Reducing customisations for greater manufacturing efficiency
Customisation is often sold as a software benefit. "It is tailor-made, unique and built only for your organisation," these were the constant and reliable sentiments of the past. While bespoke software design certainly had its place in history, as the pace of innovation in tech continues to rise, the value of customisations must be weighed up against the benefits of easy upgrades.
In a year's time, when the software is outdated and it's time to upgrade, the process becomes more complicated when customisations are in place and often as expensive as the initial implementation. However, businesses still need tailored solutions to meet their unique needs. To achieve this, software should be individualised through correct configuration.
"In the past, customisations were an integral part of enterprise resource planning (ERP) implementations. This formed the 'secret sauce' that differentiated one company's processes from the next," advises Adriaan Rossouw, Executive at EOH Infor Services (formerly Softworx), Infor's Master Partner in Africa, operating as a Gold Partner.
"Business systems have matured, and a well-designed solution does not necessitate customisations, but rather configurations. In the modern world, if customisations are required, they are done as an add-on to the existing product, ensuring upgradeability."
One of Africa's leading manufacturers of wood-based products, specialising in particle board, kitchen tops, solid surfacing products and timber, recently made the switch from customised to configured. The manufacturer has plantations and factories situated throughout the country.
The company owns the entire integrated supply chain, managing the process from production of the raw material through to the finished product. As such, the business' forestry and timber manufacturing operations (with primary and secondary processing) had to be managed to perfection.
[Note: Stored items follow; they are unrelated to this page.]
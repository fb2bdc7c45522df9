//! Region registry - the set of monitored geofences
//!
//! The registry exclusively owns every `GeoRegion`. It enforces the
//! monitoring capacity before any call reaches the location source, and keeps
//! its local set and the platform's monitored set in step: a region the
//! platform refuses is rolled back out of the local set.
//!
//! Other tasks read the set through a `RegistryView`, which shares the map
//! behind a read lock. Only the registry owner mutates it.

use crate::domain::types::{GeoRegion, RegionId};
use crate::io::location::{LocationError, LocationSource};
use parking_lot::RwLock;
use rustc_hash::FxHashMap;
use std::sync::Arc;
use thiserror::Error;
use tracing::{info, warn};

/// Recoverable registry failures, returned to the caller
#[derive(Debug, Clone, PartialEq, Error)]
pub enum RegistryError {
    #[error("monitoring capacity of {capacity} regions reached")]
    CapacityExceeded { capacity: usize },
    #[error("region {0} is already monitored")]
    DuplicateIdentifier(RegionId),
    #[error("region {0} is not monitored")]
    NotFound(RegionId),
    #[error("region monitoring is not available")]
    MonitoringUnavailable,
    #[error("location service refused region {id}: {source}")]
    Rejected {
        id: RegionId,
        #[source]
        source: LocationError,
    },
}

type RegionMap = FxHashMap<RegionId, GeoRegion>;

/// Sorted copy of the map contents
fn sorted_regions(map: &RegionMap) -> Vec<GeoRegion> {
    let mut regions: Vec<GeoRegion> = map.values().cloned().collect();
    regions.sort_by(|a, b| a.id().cmp(b.id()));
    regions
}

/// Owner of the monitored region set
pub struct RegionRegistry {
    regions: Arc<RwLock<RegionMap>>,
    capacity: usize,
    source: Arc<dyn LocationSource>,
}

impl RegionRegistry {
    pub fn new(capacity: usize, source: Arc<dyn LocationSource>) -> Self {
        Self { regions: Arc::new(RwLock::new(FxHashMap::default())), capacity, source }
    }

    /// Start monitoring a region
    pub fn add(&mut self, region: GeoRegion) -> Result<(), RegistryError> {
        if !self.source.is_monitoring_available() {
            return Err(RegistryError::MonitoringUnavailable);
        }

        {
            let mut regions = self.regions.write();
            if regions.len() >= self.capacity {
                return Err(RegistryError::CapacityExceeded { capacity: self.capacity });
            }
            if regions.contains_key(region.id()) {
                return Err(RegistryError::DuplicateIdentifier(region.id().clone()));
            }
            regions.insert(region.id().clone(), region.clone());
        }

        // Platform half of the add; roll the local insert back if it fails
        if let Err(source) = self.source.start_monitoring(&region) {
            self.regions.write().remove(region.id());
            warn!(region = %region.id(), error = %source, "region_monitoring_rejected");
            return Err(RegistryError::Rejected { id: region.id().clone(), source });
        }

        info!(
            region = %region.id(),
            center = %region.center(),
            radius_m = %region.radius_m(),
            count = %self.len(),
            "region_added"
        );
        Ok(())
    }

    /// Stop monitoring a region
    ///
    /// The local removal stands even if the platform fails to stop: signals it
    /// still delivers for the region are dropped as unknown.
    pub fn remove(&mut self, id: &RegionId) -> Result<(), RegistryError> {
        let region =
            self.regions.write().remove(id).ok_or_else(|| RegistryError::NotFound(id.clone()))?;

        if let Err(e) = self.source.stop_monitoring(&region) {
            warn!(region = %id, error = %e, "region_stop_monitoring_failed");
        }

        info!(region = %id, count = %self.len(), "region_removed");
        Ok(())
    }

    /// Snapshot of all monitored regions, ordered by identifier
    pub fn list(&self) -> Vec<GeoRegion> {
        sorted_regions(&self.regions.read())
    }

    pub fn contains(&self, id: &RegionId) -> bool {
        self.regions.read().contains_key(id)
    }

    pub fn get(&self, id: &RegionId) -> Option<GeoRegion> {
        self.regions.read().get(id).cloned()
    }

    pub fn len(&self) -> usize {
        self.regions.read().len()
    }

    pub fn is_empty(&self) -> bool {
        self.len() == 0
    }

    pub fn capacity(&self) -> usize {
        self.capacity
    }

    /// Read-only handle for other tasks
    pub fn view(&self) -> RegistryView {
        RegistryView { regions: self.regions.clone() }
    }
}

/// Read-only view of the registry, safe to hold on other tasks
#[derive(Clone)]
pub struct RegistryView {
    regions: Arc<RwLock<RegionMap>>,
}

impl RegistryView {
    pub fn list(&self) -> Vec<GeoRegion> {
        sorted_regions(&self.regions.read())
    }

    pub fn contains(&self, id: &RegionId) -> bool {
        self.regions.read().contains_key(id)
    }

    pub fn get(&self, id: &RegionId) -> Option<GeoRegion> {
        self.regions.read().get(id).cloned()
    }

    pub fn len(&self) -> usize {
        self.regions.read().len()
    }

    pub fn is_empty(&self) -> bool {
        self.len() == 0
    }
}

#[cfg(test)]
mod tests {
    use super::*;
    use crate::domain::types::{AuthorizationStatus, Coordinate};
    use parking_lot::Mutex;

    /// Location source that records monitoring calls and can refuse starts
    #[derive(Default)]
    struct FakeSource {
        started: Mutex<Vec<RegionId>>,
        stopped: Mutex<Vec<RegionId>>,
        refuse_start: bool,
        unavailable: bool,
    }

    impl LocationSource for FakeSource {
        fn is_monitoring_available(&self) -> bool {
            !self.unavailable
        }

        fn authorization_status(&self) -> AuthorizationStatus {
            AuthorizationStatus::AuthorizedAlways
        }

        fn request_authorization(&self) {}

        fn start_updating_location(&self) {}

        fn start_monitoring(&self, region: &GeoRegion) -> Result<(), LocationError> {
            if self.refuse_start {
                return Err(LocationError::Unavailable("test".to_string()));
            }
            self.started.lock().push(region.id().clone());
            Ok(())
        }

        fn stop_monitoring(&self, region: &GeoRegion) -> Result<(), LocationError> {
            self.stopped.lock().push(region.id().clone());
            Ok(())
        }
    }

    fn region(id: &str) -> GeoRegion {
        GeoRegion::new(id, Coordinate::new(10.0, 20.0), 200.0).unwrap()
    }

    fn registry(capacity: usize) -> (RegionRegistry, Arc<FakeSource>) {
        let source = Arc::new(FakeSource::default());
        (RegionRegistry::new(capacity, source.clone()), source)
    }

    #[test]
    fn test_add_starts_platform_monitoring() {
        let (mut registry, source) = registry(20);

        registry.add(region("home")).unwrap();

        assert!(registry.contains(&"home".into()));
        assert_eq!(registry.len(), 1);
        assert_eq!(*source.started.lock(), vec![RegionId::from("home")]);
    }

    #[test]
    fn test_capacity_exceeded_leaves_set_unchanged() {
        let (mut registry, source) = registry(1);
        registry.add(region("home")).unwrap();

        let err = registry.add(region("work")).unwrap_err();

        assert_eq!(err, RegistryError::CapacityExceeded { capacity: 1 });
        let ids: Vec<_> = registry.list().iter().map(|r| r.id().clone()).collect();
        assert_eq!(ids, vec![RegionId::from("home")]);
        // Capacity is checked before the platform is asked
        assert_eq!(source.started.lock().len(), 1);
    }

    #[test]
    fn test_duplicate_identifier_rejected() {
        let (mut registry, _source) = registry(20);
        registry.add(region("home")).unwrap();

        let err = registry.add(region("home")).unwrap_err();

        assert_eq!(err, RegistryError::DuplicateIdentifier("home".into()));
        assert_eq!(registry.len(), 1);
    }

    #[test]
    fn test_platform_refusal_rolls_back() {
        let source = Arc::new(FakeSource { refuse_start: true, ..Default::default() });
        let mut registry = RegionRegistry::new(20, source);

        let err = registry.add(region("home")).unwrap_err();

        assert!(matches!(err, RegistryError::Rejected { .. }));
        assert!(registry.is_empty());
    }

    #[test]
    fn test_unavailable_monitoring_rejected() {
        let source = Arc::new(FakeSource { unavailable: true, ..Default::default() });
        let mut registry = RegionRegistry::new(20, source.clone());

        assert_eq!(registry.add(region("home")), Err(RegistryError::MonitoringUnavailable));
        assert!(source.started.lock().is_empty());
    }

    #[test]
    fn test_remove_stops_platform_monitoring() {
        let (mut registry, source) = registry(20);
        registry.add(region("home")).unwrap();

        registry.remove(&"home".into()).unwrap();

        assert!(!registry.contains(&"home".into()));
        assert_eq!(*source.stopped.lock(), vec![RegionId::from("home")]);
        assert_eq!(registry.remove(&"home".into()), Err(RegistryError::NotFound("home".into())));
    }

    #[test]
    fn test_size_never_exceeds_capacity() {
        let (mut registry, _source) = registry(3);
        for i in 0..10 {
            let _ = registry.add(region(&format!("r{i}")));
            if i % 3 == 0 {
                let _ = registry.remove(&format!("r{}", i / 2).into());
            }
            assert!(registry.len() <= 3);
        }
    }

    #[test]
    fn test_view_tracks_registry() {
        let (mut registry, _source) = registry(20);
        let view = registry.view();

        registry.add(region("b")).unwrap();
        registry.add(region("a")).unwrap();

        let ids: Vec<_> = view.list().iter().map(|r| r.id().to_string()).collect();
        assert_eq!(ids, vec!["a", "b"]);
        assert!(view.contains(&"a".into()));

        registry.remove(&"a".into()).unwrap();
        assert_eq!(view.len(), 1);
    }

    #[test]
    fn test_get_returns_stored_region() {
        let (mut registry, _source) = registry(20);
        let view = registry.view();
        registry.add(region("home")).unwrap();

        assert_eq!(registry.get(&"home".into()), Some(region("home")));
        assert_eq!(view.get(&"home".into()), Some(region("home")));
        assert_eq!(view.get(&"work".into()), None);

        registry.remove(&"home".into()).unwrap();
        assert_eq!(view.get(&"home".into()), None);
    }
}
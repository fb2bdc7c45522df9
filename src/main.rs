//! Geofence monitor - region transition recorder
//!
//! Tracks a bounded set of circular regions, records the enter/exit/failure
//! signals a location source reports for them, and follows the device
//! position on a rendering collaborator.
//!
//! Module structure:
//! - `domain/` - Core types (GeoRegion, Position, MonitoringEvent)
//! - `io/` - Collaborators (location source, replay, render, display, HTTP)
//! - `services/` - Monitor, RegionRegistry, EventLog, PositionTracker
//! - `infra/` - Infrastructure (Config, Metrics)

use clap::Parser;
use geofence_monitor::infra::{Config, Metrics};
use geofence_monitor::io::display::run_event_table;
use geofence_monitor::io::http::{start_http_server, HttpState};
use geofence_monitor::io::render::run_render_worker;
use geofence_monitor::io::{create_render_channel, create_signal_channel, load_script, ReplaySource};
use geofence_monitor::services::{Monitor, MonitorHandle};
use std::sync::Arc;
use tokio::sync::watch;
use tracing::{error, info};
use tracing_subscriber::fmt::time::UtcTime;
use tracing_subscriber::EnvFilter;

/// Geofence monitor - records region transitions from a location source
#[derive(Parser, Debug)]
#[command(name = "geofence-monitor", version, about)]
struct Args {
    /// Path to TOML configuration file
    #[arg(short, long)]
    config: Option<String>,

    /// Replay script (JSONL), overrides the configured one
    #[arg(short, long)]
    script: Option<String>,

    /// HTTP port, 0 disables the endpoint
    #[arg(long)]
    http_port: Option<u16>,
}

#[tokio::main]
async fn main() -> Result<(), Box<dyn std::error::Error>> {
    // Initialize structured logging with configurable level via RUST_LOG env var
    // Default: INFO, use RUST_LOG=debug for render and filter visibility
    let filter = EnvFilter::try_from_default_env().unwrap_or_else(|_| EnvFilter::new("info"));

    tracing_subscriber::fmt()
        .with_env_filter(filter)
        .with_timer(UtcTime::rfc_3339())
        .with_target(false)
        .init();

    info!(version = %env!("CARGO_PKG_VERSION"), git = %env!("GIT_HASH"), "geofence-monitor starting");

    let args = Args::parse();

    let config_path = Config::resolve_config_path(args.config.as_deref());
    let mut config = Config::load_from_path(&config_path);
    if let Some(script) = args.script.as_deref() {
        config = config.with_script(script);
    }
    if let Some(port) = args.http_port {
        config = config.with_http_port(port);
    }

    info!(
        config_file = %config.config_file(),
        site = %config.site_id(),
        capacity = %config.capacity(),
        default_radius_m = %config.default_radius_m(),
        script = %config.script(),
        platform_region_limit = %config.platform_region_limit(),
        initial_authorization = %config.initial_authorization().as_str(),
        http_port = %config.http_port(),
        "config_loaded"
    );

    // Create shutdown signal
    let (shutdown_tx, shutdown_rx) = watch::channel(false);

    let metrics = Arc::new(Metrics::new());

    // Rendering collaborator
    let (render, render_rx) = create_render_channel(config.render_buffer(), metrics.clone());
    let render_shutdown = shutdown_rx.clone();
    tokio::spawn(async move {
        run_render_worker(render_rx, render_shutdown).await;
    });

    // Signal and command channels (bounded for backpressure)
    let (signal_tx, signal_rx) = create_signal_channel(config.signal_buffer(), metrics.clone());
    let (handle, command_rx) = MonitorHandle::channel(config.command_buffer());

    let source = Arc::new(ReplaySource::new(&config));
    let mut monitor = Monitor::new(&config, source.clone(), Arc::new(render), metrics.clone());
    monitor.start();

    // Start HTTP endpoint (if port > 0)
    let http_port = config.http_port();
    if http_port > 0 {
        let state = Arc::new(HttpState {
            site_id: config.site_id().to_string(),
            events: monitor.log_reader(),
            regions: monitor.registry_view(),
            position: monitor.subscribe_position(),
            metrics: metrics.clone(),
            handle: handle.clone(),
            default_radius_m: config.default_radius_m(),
        });
        let http_shutdown = shutdown_rx.clone();
        tokio::spawn(async move {
            if let Err(e) = start_http_server(http_port, state, http_shutdown).await {
                error!(error = %e, "HTTP server error");
            }
        });
    }

    // Event table display
    let table_reader = monitor.log_reader();
    let table_regions = monitor.registry_view();
    let table_refresh = config.display_refresh_secs();
    let table_shutdown = shutdown_rx.clone();
    tokio::spawn(async move {
        run_event_table(table_reader, table_regions, table_refresh, table_shutdown).await;
    });

    // Start metrics reporter (lock-free reads with full summary)
    let metrics_clone = metrics.clone();
    let metrics_reader = monitor.log_reader();
    let metrics_interval = config.metrics_interval_secs();
    tokio::spawn(async move {
        let mut interval = tokio::time::interval(std::time::Duration::from_secs(metrics_interval));
        loop {
            interval.tick().await;
            let summary = metrics_clone.report(metrics_reader.count());
            summary.log();
        }
    });

    // Replay the location script
    match load_script(config.script()) {
        Ok(entries) => {
            let replay_signals = signal_tx.clone();
            let replay_handle = handle.clone();
            let default_radius_m = config.default_radius_m();
            let replay_shutdown = shutdown_rx.clone();
            tokio::spawn(async move {
                source
                    .run(entries, replay_signals, replay_handle, default_radius_m, replay_shutdown)
                    .await;
            });
        }
        Err(e) => error!(error = %e, "replay_script_unavailable"),
    }

    // Handle shutdown on Ctrl+C
    let shutdown_signal = shutdown_tx;
    tokio::spawn(async move {
        tokio::signal::ctrl_c().await.ok();
        info!("shutdown_signal_received");
        let _ = shutdown_signal.send(true);
    });

    // Run monitor - consumes signals and commands until shutdown. `signal_tx`
    // stays alive here so the monitor keeps serving HTTP commands after the
    // script ends.
    monitor.run(signal_rx, command_rx, shutdown_rx).await;
    drop(signal_tx);

    info!("geofence-monitor shutdown complete");
    Ok(())
}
With previous customisations in place, the entire software management process became complicated. "When evaluating the current state at the manufacturer, the need to aggressively simplify business processes quickly became evident. It was critical that the latest industry best practice be used to follow standard system processes, and eliminate cumbersome functional customisations," explains Rossouw.
By eliminating the customisations, user efficiency and overall business processes improved, offering new functionality and an enhanced user experience. "This also led to improved sales and distribution planning, with a strong emphasis on warehouse controls and stock accuracy with barcode scanning. Offering intelligent management reporting, an industry-standard middleware layer and a common data repository were developed. Sans the custom elements, the manufacturer now had a scalable system that could be deployed easily to new businesses and support their overall business strategy towards lean, cost-efficient operations," adds Rossouw.
The deployment of the latest solution reduced customisations by 60%. This resulted in easier maintenance, simpler upgrades and standardised processes with use of best practice and built-in functionality. "When the manufacturer is using technology as a key business enabler to integrate, control and direct an extensive supply chain process, it is essential that the solution suite serves as a key information driver in the process. In the past, customisations were the way to go, but businesses must keep moving forward as new best practices develop.
"Configuring and setting up a reliable ERP system to support organisational changes ensured the standardisation of master data throughout the business. With improved credit management, better business controls through integration and greater business intelligence, the business is excelling."